Singapore, the country whose people I empathize with, whose traditions I know the origins of, whose uniting spirit I grasp; that country is not the one into which I was born. But Korea, the country whose cultures I am mostly ignorant of, whose language I cannot even fully understand; that country is my birthplace. He says that I am a weird hybrid human with no roots. How can you call yourself a Korean, he says, if you’ve spent eleven out of your seventeen living years outside? You know as much about Korean history as the toddler sitting next to you; I bet a lost tourist would know more about the country’s founding fathers than you. You clamor to go back every holiday, when you know perfectly well that you’ll just be cooped up at home.

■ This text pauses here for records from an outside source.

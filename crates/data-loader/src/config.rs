//! Column naming for the restaurant dataset.
//!
//! Every component that needs to find a field in a record takes a
//! `ColumnConfig` instead of reaching for constants, so tests can run
//! against small synthetic schemas.

use serde::{Deserialize, Serialize};

/// Names of the source columns the pipeline reads.
#[derive(Debug, Clone, PartialEq, Eq, Serialize, Deserialize)]
#[serde(default)]
pub struct ColumnConfig {
    /// Restaurant name (display only)
    pub name: String,
    /// Free-form rating text such as "4.1/5" or "NEW"
    pub rating: String,
    /// Vote count text
    pub votes: String,
    /// Approximate cost for two people, e.g. "800", "1,000" or "500-1000"
    pub cost: String,
    /// Locality / city label used for matching
    pub city: String,
}

impl Default for ColumnConfig {
    fn default() -> Self {
        Self {
            name: "name".to_string(),
            rating: "rate".to_string(),
            votes: "votes".to_string(),
            cost: "approx_cost(for two people)".to_string(),
            city: "listed_in(city)".to_string(),
        }
    }
}
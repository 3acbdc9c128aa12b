//! Where the dataset comes from and where it is cached.

use serde::{Deserialize, Serialize};
use std::path::PathBuf;
use std::time::Duration;

/// Settings for acquiring the raw dataset.
#[derive(Debug, Clone, PartialEq, Eq, Serialize, Deserialize)]
#[serde(default)]
pub struct DatasetConfig {
    /// Hub dataset identifier, `owner/name`
    pub name: String,
    /// Dataset config (subset) name on the hub
    pub config: String,
    /// Split to load
    pub split: String,
    /// Rows endpoint of the datasets server
    pub rows_url: String,
    /// Rows requested per page (the server caps this at 100)
    pub page_size: usize,
    /// Per-request timeout in seconds
    pub timeout_secs: u64,
    /// Attempts per page before giving up
    pub max_attempts: u32,
    /// Local flat cache file
    pub cache_path: PathBuf,
}

impl DatasetConfig {
    pub fn timeout(&self) -> Duration {
        Duration::from_secs(self.timeout_secs)
    }
}

impl Default for DatasetConfig {
    fn default() -> Self {
        Self {
            name: "ManikaSaini/zomato-restaurant-recommendation".to_string(),
            config: "default".to_string(),
            split: "train".to_string(),
            rows_url: "https://datasets-server.huggingface.co/rows".to_string(),
            page_size: 100,
            timeout_secs: 30,
            max_attempts: 3,
            cache_path: PathBuf::from("data/zomato_data.json"),
        }
    }
}
//! The FilterPipeline orchestrates multiple filters.
//!
//! This module provides the main FilterPipeline struct that chains
//! multiple filters together using the builder pattern.

use crate::filters::{CityFilter, PriceRangeFilter};
use crate::query::UserQuery;
use crate::traits::Filter;
use data_loader::{ColumnConfig, PreprocessedDataset, PreprocessedRecord};

/// Chains multiple filters together into a processing pipeline.
///
/// ## Usage
/// ```ignore
/// let pipeline = FilterPipeline::new()
///     .add_filter(CityFilter::for_dataset(&dataset, &columns))
///     .add_filter(PriceRangeFilter);
///
/// let filtered = pipeline.apply(dataset.records().iter().collect(), &query);
/// ```
pub struct FilterPipeline {
    filters: Vec<Box<dyn Filter>>,
}

impl FilterPipeline {
    /// Create a new empty FilterPipeline.
    pub fn new() -> Self {
        Self {
            filters: Vec::new(),
        }
    }

    /// The city + budget pipeline for a preprocessed dataset.
    pub fn city_and_price(dataset: &PreprocessedDataset, columns: &ColumnConfig) -> Self {
        Self::new()
            .add_filter(CityFilter::for_dataset(dataset, columns))
            .add_filter(PriceRangeFilter)
    }

    /// Add a filter to the pipeline (builder pattern).
    pub fn add_filter(mut self, filter: impl Filter + 'static) -> Self {
        self.filters.push(Box::new(filter));
        self
    }

    pub fn len(&self) -> usize {
        self.filters.len()
    }

    pub fn is_empty(&self) -> bool {
        self.filters.is_empty()
    }

    /// Apply all filters in sequence to the records.
    ///
    /// ## Algorithm
    /// 1. Start with the input records
    /// 2. For each filter in order:
    ///    a. Log filter name and input count
    ///    b. Apply the filter
    ///    c. Log output count
    /// 3. Return final filtered set, in input order
    pub fn apply<'a>(
        &self,
        records: Vec<&'a PreprocessedRecord>,
        query: &UserQuery,
    ) -> Vec<&'a PreprocessedRecord> {
        let mut current = records;
        for filter in &self.filters {
            tracing::debug!(
                "Applying filter: {} (input count: {})",
                filter.name(),
                current.len()
            );
            current = filter.apply(current, query);
            tracing::debug!(
                "Filter applied: {} (output count: {})",
                filter.name(),
                current.len()
            );
        }
        current
    }
}

impl Default for FilterPipeline {
    fn default() -> Self {
        Self::new()
    }
}
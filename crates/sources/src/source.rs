//! The `DatasetSource` trait and a trivial in-memory implementation.

use anyhow::Result;
use data_loader::Dataset;

/// Anything that can hand the pipeline a raw dataset.
///
/// Called once per pipeline run. Implementations own every decision about
/// network access, caching, timeouts and retries; the core never sees them.
pub trait DatasetSource {
    /// Returns the name of this source (for logging)
    fn name(&self) -> &str;

    /// Produce the raw dataset.
    fn load(&self) -> Result<Dataset>;
}

/// Serves a dataset that is already in memory.
///
/// Mostly useful for tests and for callers that assembled a dataset
/// themselves.
#[derive(Debug, Clone)]
pub struct InMemorySource {
    dataset: Dataset,
}

impl InMemorySource {
    pub fn new(dataset: Dataset) -> Self {
        Self { dataset }
    }
}

impl DatasetSource for InMemorySource {
    fn name(&self) -> &str {
        "InMemorySource"
    }

    fn load(&self) -> Result<Dataset> {
        Ok(self.dataset.clone())
    }
}

impl<S: DatasetSource + ?Sized> DatasetSource for &S {
    fn name(&self) -> &str {
        (**self).name()
    }

    fn load(&self) -> Result<Dataset> {
        (**self).load()
    }
}

impl<S: DatasetSource + ?Sized> DatasetSource for Box<S> {
    fn name(&self) -> &str {
        (**self).name()
    }

    fn load(&self) -> Result<Dataset> {
        (**self).load()
    }
}
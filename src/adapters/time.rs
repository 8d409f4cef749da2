//! ESP32 time adapter.
//!
//! Implements [`ClockPort`] for the report timer.
//!
//! - **`target_os = "espidf"`**: wraps `esp_timer_get_time()` from the
//!   ESP-IDF high-resolution timer (microsecond precision, monotonic).
//! - **`not(target_os = "espidf")`**: uses `std::time::Instant` for
//!   host-side testing and simulation.

use crate::app::ports::ClockPort;

/// Time adapter for the ESP32 platform.
pub struct Esp32TimeAdapter {
    #[cfg(not(target_os = "espidf"))]
    start: std::time::Instant,
}

impl Default for Esp32TimeAdapter {
    fn default() -> Self {
        Self::new()
    }
}

impl Esp32TimeAdapter {
    pub fn new() -> Self {
        Self {
            #[cfg(not(target_os = "espidf"))]
            start: std::time::Instant::now(),
        }
    }

    /// Microseconds since boot (monotonic).
    #[cfg(target_os = "espidf")]
    pub fn uptime_us(&self) -> u64 {
        // SAFETY: reads the free-running system timer; no preconditions.
        (unsafe { esp_idf_svc::sys::esp_timer_get_time() }) as u64
    }

    /// Microseconds since adapter creation (monotonic).
    #[cfg(not(target_os = "espidf"))]
    pub fn uptime_us(&self) -> u64 {
        self.start.elapsed().as_micros() as u64
    }

    /// Milliseconds since boot (monotonic).
    pub fn uptime_ms(&self) -> u64 {
        self.uptime_us() / 1_000
    }
}

impl ClockPort for Esp32TimeAdapter {
    fn now_ms(&self) -> u64 {
        self.uptime_ms()
    }
}
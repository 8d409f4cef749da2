//! GPIO assignments for the RoomSense board (ESP32 DevKit).
//!
//! Single source of truth: drivers reference this module rather than
//! hard-coding pin numbers.

// ---------------------------------------------------------------------------
// Status indicator
// ---------------------------------------------------------------------------

/// On-board blue LED.  Active HIGH.
pub const INDICATOR_GPIO: i32 = 2;

// ---------------------------------------------------------------------------
// Sensors
// ---------------------------------------------------------------------------

/// DHT11 single-wire data line (open drain, external 10 kΩ pull-up).
pub const DHT_DATA_GPIO: i32 = 4;
//! Fuzz target: inbound message decoding
//!
//! Feeds arbitrary bytes through the same path an inbound MQTT message
//! takes: the bounded copy, then the property-set and post-reply
//! decoders.  Nothing may panic, and oversize input must be refused
//! before any parsing.
//!
//! cargo fuzz run fuzz_property_set

#![no_main]

use libfuzzer_sys::fuzz_target;
use roomsense::app::payload::{
    MAX_PAYLOAD_LEN, copy_bounded, decode_post_reply, decode_property_set,
};

fuzz_target!(|data: &[u8]| {
    match copy_bounded(data) {
        Ok(buffer) => {
            assert!(data.len() <= MAX_PAYLOAD_LEN);
            assert_eq!(buffer.as_slice(), data);
            let _ = decode_property_set(&buffer);
            let _ = decode_post_reply(&buffer);
        }
        Err(_) => assert!(data.len() > MAX_PAYLOAD_LEN),
    }
});
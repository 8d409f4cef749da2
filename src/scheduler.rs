//! Periodic report timer.
//!
//! The timer never runs anything itself.  The main loop polls it with the
//! current uptime and, when it reports due, runs the publish on its own
//! stack.  Work therefore never executes in timer context and never
//! overlaps the loop body.
//!
//! ```text
//!   arm(t0)          due            due            due
//!     │───period───▶│───period───▶│───period───▶│
//!                     ▲ poll(now) returns true once per crossing
//! ```
//!
//! If the loop is blocked past several deadlines (a long WiFi rejoin, say)
//! the missed fires collapse into one, and the next deadline snaps back to
//! the period grid instead of drifting.

use log::debug;

pub struct ReportTimer {
    period_ms: u64,
    next_due_ms: Option<u64>,
}

impl ReportTimer {
    /// Disarmed timer.  A zero period is treated as 1 ms.
    pub fn new(period_ms: u32) -> Self {
        Self {
            period_ms: u64::from(period_ms.max(1)),
            next_due_ms: None,
        }
    }

    pub fn period_ms(&self) -> u64 {
        self.period_ms
    }

    /// Start counting from `now_ms`.  The first fire is one period later.
    pub fn arm(&mut self, now_ms: u64) {
        self.next_due_ms = Some(now_ms.saturating_add(self.period_ms));
    }

    pub fn is_armed(&self) -> bool {
        self.next_due_ms.is_some()
    }

    /// Deadline of the next fire, if armed.
    pub fn next_due_ms(&self) -> Option<u64> {
        self.next_due_ms
    }

    /// `true` at most once per elapsed deadline.
    pub fn poll(&mut self, now_ms: u64) -> bool {
        let Some(due) = self.next_due_ms else {
            return false;
        };
        if now_ms < due {
            return false;
        }
        let missed = (now_ms - due) / self.period_ms;
        if missed > 0 {
            debug!("Report: {} missed timer fires coalesced", missed);
        }
        self.next_due_ms = Some(due.saturating_add((missed + 1) * self.period_ms));
        true
    }
}
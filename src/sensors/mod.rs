//! Sensor subsystem: the DHT driver and the validating [`SensorReader`].
//!
//! The reader wraps any [`SensorPort`] and turns its two separate reads
//! into one [`Sample`], or a [`SensorError`] if either read fails or comes
//! back non-finite.  It also counts consecutive failures so the caller can
//! throttle its logging.

pub mod dht;

use crate::app::ports::SensorPort;
use crate::app::state::Sample;
use crate::error::SensorError;
use log::warn;

/// Validating front end for a temperature/humidity driver.
pub struct SensorReader<S> {
    driver: S,
    consecutive_failures: u32,
}

impl<S: SensorPort> SensorReader<S> {
    pub fn new(driver: S) -> Self {
        Self {
            driver,
            consecutive_failures: 0,
        }
    }

    /// Initialise the driver.  A failure is logged; reads will keep
    /// failing until the driver recovers on its own.
    pub fn begin(&mut self) {
        if let Err(e) = self.driver.begin() {
            warn!("Sensor: init failed — {}", e);
        }
    }

    /// Read both channels.
    ///
    /// Both reads are always issued, so a driver that samples lazily sees
    /// the same access pattern whether or not the first one fails.
    pub fn sample(&mut self) -> Result<Sample, SensorError> {
        let temperature = self.driver.read_temperature();
        let humidity = self.driver.read_humidity();

        let result = match (temperature, humidity) {
            (Ok(t), Ok(h)) => {
                let s = Sample::new(t, h);
                if s.is_valid() {
                    Ok(s)
                } else {
                    Err(SensorError::InvalidReading)
                }
            }
            (Err(e), _) | (_, Err(e)) => Err(e),
        };

        match result {
            Ok(_) => self.consecutive_failures = 0,
            Err(_) => self.consecutive_failures = self.consecutive_failures.saturating_add(1),
        }
        result
    }

    /// Failed reads since the last good one.
    pub fn consecutive_failures(&self) -> u32 {
        self.consecutive_failures
    }

    pub fn driver(&self) -> &S {
        &self.driver
    }

    pub fn driver_mut(&mut self) -> &mut S {
        &mut self.driver
    }
}
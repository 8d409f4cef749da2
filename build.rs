fn main() {
    // ESP-IDF link arguments are only needed for the firmware image;
    // host-side test builds skip embuild entirely.
    #[cfg(feature = "espidf")]
    embuild::espidf::sysenv::output();
}
//! WiFi station-mode adapter.
//!
//! Implements [`NetworkPort`].  `begin` only issues the join request; the
//! domain polls `is_connected` and blinks while the driver works.
//!
//! ## cfg gating
//!
//! - **`target_os = "espidf"`**: real ESP-IDF WiFi driver calls via `esp_idf_svc::wifi`.
//! - **all other targets**: simulation stubs for host-side tests.

use core::net::Ipv4Addr;

#[cfg(not(target_os = "espidf"))]
use core::cell::Cell;
#[cfg(not(target_os = "espidf"))]
use log::info;
#[cfg(target_os = "espidf")]
use log::warn;

#[cfg(target_os = "espidf")]
use esp_idf_svc::{
    eventloop::EspSystemEventLoop,
    hal::modem::Modem,
    nvs::EspDefaultNvsPartition,
    sys::EspError,
    wifi::{AuthMethod, ClientConfiguration, Configuration, EspWifi},
};

use crate::app::ports::NetworkPort;
use crate::config::{validate_password, validate_ssid};
use crate::error::CommsError;

/// Simulation: `is_connected` polls after a join request before the link
/// comes up.
#[cfg(not(target_os = "espidf"))]
pub const SIM_JOIN_POLLS: u32 = 3;

pub struct WifiAdapter {
    #[cfg(target_os = "espidf")]
    wifi: EspWifi<'static>,
    #[cfg(not(target_os = "espidf"))]
    sim_pending_polls: Cell<Option<u32>>,
    #[cfg(not(target_os = "espidf"))]
    sim_join_requests: u32,
}

#[cfg(target_os = "espidf")]
impl WifiAdapter {
    pub fn new(
        modem: Modem,
        sysloop: EspSystemEventLoop,
        nvs: Option<EspDefaultNvsPartition>,
    ) -> Result<Self, EspError> {
        let wifi = EspWifi::new(modem, sysloop, nvs)?;
        Ok(Self { wifi })
    }
}

#[cfg(not(target_os = "espidf"))]
impl WifiAdapter {
    pub fn new() -> Self {
        Self {
            sim_pending_polls: Cell::new(None),
            sim_join_requests: 0,
        }
    }

    /// Simulation: number of join requests issued so far.
    pub fn sim_join_requests(&self) -> u32 {
        self.sim_join_requests
    }

    /// Simulation: drop the link, as if the AP went away.
    pub fn sim_drop_link(&mut self) {
        self.sim_pending_polls.set(None);
        info!("WiFi(sim): link dropped");
    }
}

#[cfg(not(target_os = "espidf"))]
impl Default for WifiAdapter {
    fn default() -> Self {
        Self::new()
    }
}

impl WifiAdapter {
    // ── Platform-specific ─────────────────────────────────────

    #[cfg(target_os = "espidf")]
    fn platform_join(&mut self, ssid: &str, password: &str) -> Result<(), CommsError> {
        let conf = Configuration::Client(ClientConfiguration {
            ssid: ssid.try_into().map_err(|_| CommsError::InvalidCredentials)?,
            password: password
                .try_into()
                .map_err(|_| CommsError::InvalidCredentials)?,
            auth_method: if password.is_empty() {
                AuthMethod::None
            } else {
                AuthMethod::WPA2Personal
            },
            ..Default::default()
        });
        self.apply_and_connect(&conf).map_err(|e| {
            warn!("WiFi: driver refused join — {}", e);
            CommsError::WifiJoinFailed
        })
    }

    #[cfg(target_os = "espidf")]
    fn apply_and_connect(&mut self, conf: &Configuration) -> Result<(), EspError> {
        self.wifi.set_configuration(conf)?;
        if !self.wifi.is_started()? {
            self.wifi.start()?;
        }
        // Non-blocking; association completes in the background.
        self.wifi.connect()
    }

    #[cfg(not(target_os = "espidf"))]
    fn platform_join(&mut self, ssid: &str, _password: &str) -> Result<(), CommsError> {
        self.sim_join_requests += 1;
        if self.sim_pending_polls.get() != Some(0) {
            self.sim_pending_polls.set(Some(SIM_JOIN_POLLS));
        }
        info!("WiFi(sim): join '{}' requested", ssid);
        Ok(())
    }

    #[cfg(target_os = "espidf")]
    fn platform_is_connected(&self) -> bool {
        self.wifi.is_up().unwrap_or(false)
    }

    #[cfg(not(target_os = "espidf"))]
    fn platform_is_connected(&self) -> bool {
        match self.sim_pending_polls.get() {
            Some(0) => true,
            Some(n) => {
                self.sim_pending_polls.set(Some(n - 1));
                false
            }
            None => false,
        }
    }

    #[cfg(target_os = "espidf")]
    fn platform_local_ip(&self) -> Option<Ipv4Addr> {
        self.wifi
            .sta_netif()
            .get_ip_info()
            .ok()
            .map(|info| info.ip)
            .filter(|ip| !ip.is_unspecified())
    }

    #[cfg(not(target_os = "espidf"))]
    fn platform_local_ip(&self) -> Option<Ipv4Addr> {
        (self.sim_pending_polls.get() == Some(0)).then_some(Ipv4Addr::new(192, 168, 4, 2))
    }
}

impl NetworkPort for WifiAdapter {
    fn begin(&mut self, ssid: &str, password: &str) -> Result<(), CommsError> {
        validate_ssid(ssid).map_err(|_| CommsError::InvalidCredentials)?;
        validate_password(password).map_err(|_| CommsError::InvalidCredentials)?;
        self.platform_join(ssid, password)
    }

    fn is_connected(&self) -> bool {
        self.platform_is_connected()
    }

    fn local_ip(&self) -> Option<Ipv4Addr> {
        self.platform_local_ip()
    }
}
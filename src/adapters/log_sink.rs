//! Log-based event sink adapter.
//!
//! Implements [`EventSink`] by writing structured application events to
//! the ESP-IDF logger (which goes to UART / USB-CDC in production).
//!
//! Sensor failures are throttled: the first one of a run is a warning,
//! repeats drop to debug, and the recovery is logged once at info.

use log::{debug, info, warn};

use crate::app::events::AppEvent;
use crate::app::link::INBOUND_TOPICS;
use crate::app::ports::EventSink;

/// Adapter that logs every [`AppEvent`] to the serial console.
pub struct LogEventSink;

impl Default for LogEventSink {
    fn default() -> Self {
        Self::new()
    }
}

impl LogEventSink {
    pub fn new() -> Self {
        Self
    }
}

impl EventSink for LogEventSink {
    fn emit(&mut self, event: &AppEvent) {
        match event {
            AppEvent::Started { report_interval_ms } => {
                info!("START | report every {} ms", report_interval_ms);
            }
            AppEvent::LinkChanged { from, to } => {
                info!("LINK | {} -> {}", from, to);
            }
            AppEvent::NetworkUp { ip, attempts } => match ip {
                Some(ip) => info!("LINK | WiFi up, ip={} after {} attempts", ip, attempts),
                None => info!("LINK | WiFi up after {} attempts", attempts),
            },
            AppEvent::CloudConnected { subscribed } if *subscribed < INBOUND_TOPICS => {
                warn!(
                    "LINK | cloud session up, only {}/{} subscriptions accepted",
                    subscribed, INBOUND_TOPICS
                );
            }
            AppEvent::CloudConnected { .. } => info!("LINK | cloud session up"),
            AppEvent::CloudConnectFailed(state) => {
                warn!("LINK | cloud connect failed, rc={}", state.code());
            }
            AppEvent::Reported { id, sample, led_on } => {
                info!(
                    "REPORT | id={} | T={:.1}\u{00b0}C | RH={:.1}% | LED={}",
                    id,
                    sample.temperature,
                    sample.humidity,
                    if *led_on { "on" } else { "off" },
                );
            }
            AppEvent::ReportFailed { id, error } => {
                warn!("REPORT | id={} failed: {}", id, error);
            }
            AppEvent::ReportAcknowledged { id, code: 200 } => {
                info!("REPORT | id={} acknowledged", id);
            }
            AppEvent::ReportAcknowledged { id, code } => {
                warn!("REPORT | id={} refused, code={}", id, code);
            }
            AppEvent::SensorFailed { error, consecutive } => {
                if *consecutive == 1 {
                    warn!("SENSOR | read failed: {}", error);
                } else {
                    debug!("SENSOR | read failed ({} in a row): {}", consecutive, error);
                }
            }
            AppEvent::SensorRecovered { failures } => {
                info!("SENSOR | recovered after {} failed reads", failures);
            }
            AppEvent::IndicatorChanged { on } => {
                info!("CMD | LED {}", if *on { "on" } else { "off" });
            }
            AppEvent::MessageRejected { error } => {
                warn!("CMD | message rejected: {}", error);
            }
        }
    }
}
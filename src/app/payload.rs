//! Thing-model JSON payloads.
//!
//! Outbound: the property report
//!
//! ```text
//! {"id":"7","version":"1.0","params":{"CurrentTemperature":{"value":23.4},
//!  "CurrentHumidity":{"value":60.2},"LED":{"value":true}}}
//! ```
//!
//! Inbound: property commands (`{"LED":{"value":true}}`) and report
//! acknowledgements (`{"id":"7","code":200,"msg":"success"}`).
//!
//! Both directions are bounded by the 256-byte message buffer; one byte
//! is reserved, so payloads may be at most 255 bytes long.

use core::fmt::Write;

use serde::{Deserialize, Serialize};

use super::commands::DeviceCommand;
use super::state::Sample;
use crate::config::MESSAGE_BUFFER_LEN;
use crate::error::PayloadError;

/// Longest payload accepted in either direction.
pub const MAX_PAYLOAD_LEN: usize = MESSAGE_BUFFER_LEN - 1;

/// Thing-model protocol version sent with every report.
pub const THING_MODEL_VERSION: &str = "1.0";

/// Largest magnitude a report may carry.  Well past anything a room
/// sensor reads, and small enough that the thousandths stay exact.
pub const MAX_REPORTABLE: f32 = 1.0e6;

/// Fixed-capacity copy of an inbound payload.
pub type InboundBuffer = heapless::Vec<u8, MESSAGE_BUFFER_LEN>;

// ───────────────────────────────────────────────────────────────
// Outbound
// ───────────────────────────────────────────────────────────────

#[derive(Serialize)]
struct PropertyPost<'a> {
    id: heapless::String<10>,
    version: &'a str,
    params: PostParams,
}

#[derive(Serialize)]
struct PostParams {
    #[serde(rename = "CurrentTemperature")]
    temperature: Property<f64>,
    #[serde(rename = "CurrentHumidity")]
    humidity: Property<f64>,
    #[serde(rename = "LED")]
    led: Property<bool>,
}

#[derive(Serialize)]
struct Property<T> {
    value: T,
}

/// Serialise one property report.
pub fn encode_property_post(
    id: u32,
    sample: &Sample,
    led_on: bool,
) -> Result<String, PayloadError> {
    let mut id_text = heapless::String::<10>::new();
    write!(id_text, "{}", id).map_err(|_| PayloadError::Encode)?;

    let post = PropertyPost {
        id: id_text,
        version: THING_MODEL_VERSION,
        params: PostParams {
            temperature: Property {
                value: round_tenths(sample.temperature)?,
            },
            humidity: Property {
                value: round_tenths(sample.humidity)?,
            },
            led: Property { value: led_on },
        },
    };

    let json = serde_json::to_string(&post).map_err(|_| PayloadError::Encode)?;
    if json.len() > MAX_PAYLOAD_LEN {
        return Err(PayloadError::TooLarge {
            len: json.len(),
            max: MAX_PAYLOAD_LEN,
        });
    }
    Ok(json)
}

/// Round to one decimal place.
///
/// The value is first quantised to thousandths, which absorbs the f32
/// representation error (23.45f32 is really 23.4500007…), then rounded
/// to tenths with ties to even.  Never returns negative zero.
///
/// Values beyond [`MAX_REPORTABLE`] (or non-finite) are refused rather
/// than saturated.
pub fn round_tenths(value: f32) -> Result<f64, PayloadError> {
    if !value.is_finite() || value.abs() > MAX_REPORTABLE {
        return Err(PayloadError::OutOfRange);
    }
    let thousandths = (f64::from(value) * 1000.0).round() as i64;
    let magnitude = thousandths.unsigned_abs();
    let mut tenths = magnitude / 100;
    let rest = magnitude % 100;
    if rest > 50 || (rest == 50 && tenths % 2 == 1) {
        tenths += 1;
    }
    let tenths = tenths as i64;
    let signed = if thousandths < 0 { -tenths } else { tenths };
    Ok(signed as f64 / 10.0)
}

// ───────────────────────────────────────────────────────────────
// Inbound
// ───────────────────────────────────────────────────────────────

/// Copy `payload` into a fixed buffer, rejecting anything longer than
/// [`MAX_PAYLOAD_LEN`].
pub fn copy_bounded(payload: &[u8]) -> Result<InboundBuffer, PayloadError> {
    let too_large = PayloadError::TooLarge {
        len: payload.len(),
        max: MAX_PAYLOAD_LEN,
    };
    if payload.len() > MAX_PAYLOAD_LEN {
        return Err(too_large);
    }
    InboundBuffer::from_slice(payload).map_err(|()| too_large)
}

/// Decode a property-set command.
///
/// `Ok(None)` when the document has no `LED` key; `Malformed` when the
/// JSON does not parse or `LED.value` is not a boolean.
pub fn decode_property_set(payload: &[u8]) -> Result<Option<DeviceCommand>, PayloadError> {
    let doc: serde_json::Value =
        serde_json::from_slice(payload).map_err(|_| PayloadError::Malformed)?;

    let Some(led) = doc.get("LED") else {
        return Ok(None);
    };
    led.get("value")
        .and_then(serde_json::Value::as_bool)
        .map(|on| Some(DeviceCommand::SetIndicator(on)))
        .ok_or(PayloadError::Malformed)
}

/// Cloud acknowledgement of a property report.
#[derive(Debug, Clone, PartialEq, Eq, Deserialize)]
pub struct PostReply {
    pub id: heapless::String<16>,
    pub code: i32,
    #[serde(default)]
    pub msg: heapless::String<128>,
}

impl PostReply {
    pub fn is_success(&self) -> bool {
        self.code == 200
    }
}

pub fn decode_post_reply(payload: &[u8]) -> Result<PostReply, PayloadError> {
    serde_json::from_slice(payload).map_err(|_| PayloadError::Malformed)
}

He started learning some Korean last holiday. Now he knows more words than me.

But whenever he starts one of his diatribes on why I should declare myself homeless, I beg to differ. Home is where you feel you belong. It isn’t determined by numbers and measurements and calculations. You don’t follow a set of criteria for choosing it. You don’t wake up in some foreign country, look at the calendar, and go: “that’s ten years — now this is my home.” You feel it.

When I step outside of the airport every December, a blast of icy air hits my face. And — even though it hurts — I take a deep breath of the minty atmosphere. My nostrils, though drowning in mucus and cracked from the dryness, recognize the infusion of cigarette smoke and the hint of exhaust. My nose knows, as easily as a fish thrown back into water, that it is where it should belong. That it is smelling the perfume of the metaphorical womb from which it emerged.

I walk into a convenience store to buy a drink. Rows of chips and cookies dressed in flamboyant packaging greet my entrance. Apple, peach, mint, and coke-flavored gum — which are all illegal in Singapore — lie seductively in the corner, tempting me with their usual sweetness. The corn chip, the one on the top left corner of the shelf — I ate that with my cousins while we played catch in the neighborhood. The cheese and onion flavored one over there — that’s the one I bought before every movie we watched in the house. The chocolate covered strawberry popsicle right there, beside the door — I once used all my pocket money to buy it for the whole family.

I toss some items onto the counter. A short lady with white makeup caking her face stands to service me. She smiles, and informs me of the price, in Korean. Not in a foreign language I forced myself to learn and which foreigners are hesitant to use on me because I don’t look like I speak it; in Korean, which the cashier uses on me because she sees, and knows, that I am.

Sometimes I wonder if I would feel this way about my country if I had grown up here all these years. Maybe the few precious memories I have of it might drown in a deluge of other ones. Maybe the sheer volume of experiences might make me take the place for granted. Maybe the fact that what I want is accessible right outside the door, and not an ocean away, might lessen my appreciation of it.

But that’s far from happening now. And if migrating to the ends of the earth will make my heart beat for home as much as it is now, I’ll do it.

Kim Young Jin is currently studying in Singapore’s version of high school, a junior college. He moved to the small country from South Korea at age six, and is therefore ignorant of most of the traditions of his birthplace. But his patriotism burns strong, and is dangerously close to becoming jingoism. His work has appeared in TeenInk and the Blue Marble Review.